Many Black pilots in and across the Kansas City metro come to Hayes to get their planes inspected.
“I’m confident in my work,” he said.
But you wouldn’t know that because there’s only a handful of Black people who own or operate a plane.
“I’ve landed at airports, and I get out to get fuel and to go use the restroom and the fella putting the gas in the airplane would be looking around the airplane,” Hayes said. “I asked him what he’s looking for, and he said he’s looking for the pilot.”
But Hayes is the pilot, a private pilot. He served in the military to learn how to fly and fix planes for free.
“I love it all,” said Makeda Hawk, a Black Pilots of America member. “I love preparing for it, checking the weather, taking off, doing the navigation, just all the things that encompass flying.”
Hawk’s takeoff was different from Hayes’.
She went to aviation school in Tulsa, Oklahoma, where she paid for her wings. She’s now a commercial pilot for a major airline, which is extremely rare.
“When you’re not going through the military and you’re doing it the way I did, like the civilian route, its very expensive,” Hawk said.
Both Hawk and Hayes are now part of Black Pilots of America in Kansas City. It’s a nonprofit flying organization geared toward educating kids, especially Black kids, on aviation.
According to the United States Bureau of Labor Statistics, in 2020 only 3.4% of pilots and flight engineers were Black.
“I think that’s the biggest problem is that kids of color don’t know that it’s something they can do, that it’s an opportunity for them,” Hawk said.

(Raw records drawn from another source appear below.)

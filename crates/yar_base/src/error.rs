//! Diagnostics with source location tracking.
//!
//! All errors in the yar compiler carry a [`Span`] indicating where in the
//! source text the problem occurred. Phase-specific error types (parse,
//! check, load) convert into [`Diagnostic`] at the pipeline boundary, where
//! the file name is known and `file:line` rendering happens.
//!
//! # Example
//!
//! ```
//! use yar_base::{Diagnostic, Pos, Span, Result};
//!
//! fn reject(name: &str) -> Result<()> {
//!     Err(Diagnostic::new(
//!         format!("undefined name '{}'", name),
//!         Span::at(Pos::new(3, 5, 20)),
//!     ))
//! }
//!
//! let err = reject("frobnicate").unwrap_err();
//! assert!(err.to_string().contains("undefined name"));
//! assert_eq!(err.line(), 3);
//! ```

use crate::span::Span;
use std::fmt;

/// An error annotated with its source location.
///
/// Implements [`std::error::Error`] and [`fmt::Display`]. The display format
/// is `line {line}: {message}`; callers that know the file prepend it.
#[derive(Debug, Clone)]
pub struct Diagnostic {
    /// Human-readable description of the problem.
    pub message: String,
    /// Location in source where the problem occurred.
    pub span: Span,
}

impl Diagnostic {
    /// Creates a diagnostic with the given message and source location.
    pub fn new(message: impl Into<String>, span: Span) -> Self {
        Self {
            message: message.into(),
            span,
        }
    }

    /// The 1-based source line the diagnostic starts on.
    pub fn line(&self) -> u32 {
        self.span.start.line
    }
}

impl fmt::Display for Diagnostic {
    fn fmt(&self, f: &mut fmt::Formatter<'_>) -> fmt::Result {
        write!(f, "line {}: {}", self.span.start.line, self.message)
    }
}

impl std::error::Error for Diagnostic {}

/// Alias for `std::result::Result<T, Diagnostic>`.
pub type Result<T> = std::result::Result<T, Diagnostic>;
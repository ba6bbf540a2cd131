//! `yar.toml` project manifest.
//!
//! The manifest is owned by the CLI layer; the core reads just enough of it
//! to resolve the entry source file and to detect a project root during bare
//! import resolution (a directory containing `yar.toml` is a project root).
//!
//! ```toml
//! [package]
//! name = "calc"
//! version = "0.1.0"
//! entry = "src/main.yar"
//! ```

use serde::Deserialize;
use std::fmt;
use std::path::{Path, PathBuf};

/// The manifest file name that marks a project root.
pub const MANIFEST_FILE: &str = "yar.toml";

#[derive(Debug, Clone, Deserialize)]
pub struct Manifest {
    pub package: PackageSection,
}

#[derive(Debug, Clone, Deserialize)]
pub struct PackageSection {
    pub name: String,
    pub version: String,
    /// Path of the main source file, relative to the manifest directory.
    pub entry: String,
}

impl Manifest {
    /// Reads and parses a manifest file.
    pub fn load(path: &Path) -> Result<Manifest, ManifestError> {
        let text = std::fs::read_to_string(path).map_err(|e| ManifestError::Io {
            path: path.to_path_buf(),
            message: e.to_string(),
        })?;
        toml::from_str(&text).map_err(|e| ManifestError::Parse {
            path: path.to_path_buf(),
            message: e.to_string(),
        })
    }

    /// The entry file resolved against the manifest's directory.
    pub fn entry_path(&self, manifest_dir: &Path) -> PathBuf {
        manifest_dir.join(&self.package.entry)
    }
}

/// Walks upward from `start` looking for a directory containing `yar.toml`.
pub fn find_project_root(start: &Path) -> Option<PathBuf> {
    let mut dir = start;
    loop {
        if dir.join(MANIFEST_FILE).is_file() {
            return Some(dir.to_path_buf());
        }
        dir = dir.parent()?;
    }
}

#[derive(Debug)]
pub enum ManifestError {
    Io { path: PathBuf, message: String },
    Parse { path: PathBuf, message: String },
}

impl fmt::Display for ManifestError {
    fn fmt(&self, f: &mut fmt::Formatter<'_>) -> fmt::Result {
        match self {
            ManifestError::Io { path, message } => {
                write!(f, "cannot read {}: {}", path.display(), message)
            }
            ManifestError::Parse { path, message } => {
                write!(f, "invalid manifest {}: {}", path.display(), message)
            }
        }
    }
}

impl std::error::Error for ManifestError {}

#[cfg(test)]
mod tests {
    use super::*;

    #[test]
    fn manifest_parses_package_table() {
        let dir = tempfile::tempdir().unwrap();
        let path = dir.path().join(MANIFEST_FILE);
        std::fs::write(
            &path,
            "[package]\nname = \"calc\"\nversion = \"0.1.0\"\nentry = \"main.yar\"\n",
        )
        .unwrap();
        let manifest = Manifest::load(&path).unwrap();
        assert_eq!(manifest.package.name, "calc");
        assert_eq!(manifest.entry_path(dir.path()), dir.path().join("main.yar"));
    }

    #[test]
    fn project_root_is_found_upward() {
        let dir = tempfile::tempdir().unwrap();
        std::fs::write(dir.path().join(MANIFEST_FILE), "[package]\nname=\"x\"\nversion=\"0\"\nentry=\"m.yar\"\n").unwrap();
        let nested = dir.path().join("src/deep");
        std::fs::create_dir_all(&nested).unwrap();
        let root = find_project_root(&nested).unwrap();
        assert_eq!(root.canonicalize().unwrap(), dir.path().canonicalize().unwrap());
    }

    #[test]
    fn missing_manifest_reports_io_error() {
        let err = Manifest::load(Path::new("/nonexistent/yar.toml")).unwrap_err();
        assert!(err.to_string().contains("cannot read"));
    }
}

The Kansas City chapter of Black Pilots of America is trying to change the narrative and clear the runway for Black boys and girls.
Before the COVID-19 pandemic, the nonprofit talked with students at schools about aviation and volunteered with the U.S. Experimental Aircraft Association in the Young Eagles Program where kids could see the planes in person and go for a ride.
“The first flight for a kid is probably the most important,” Hayes said. “They may take it and run with it and go get their airline license.”
After all, as kids we’re told to shoot for the stars, and many of us have a natural curiosity of the sky.
These aircraft professionals of color hope more people who look like them have the chance to get there.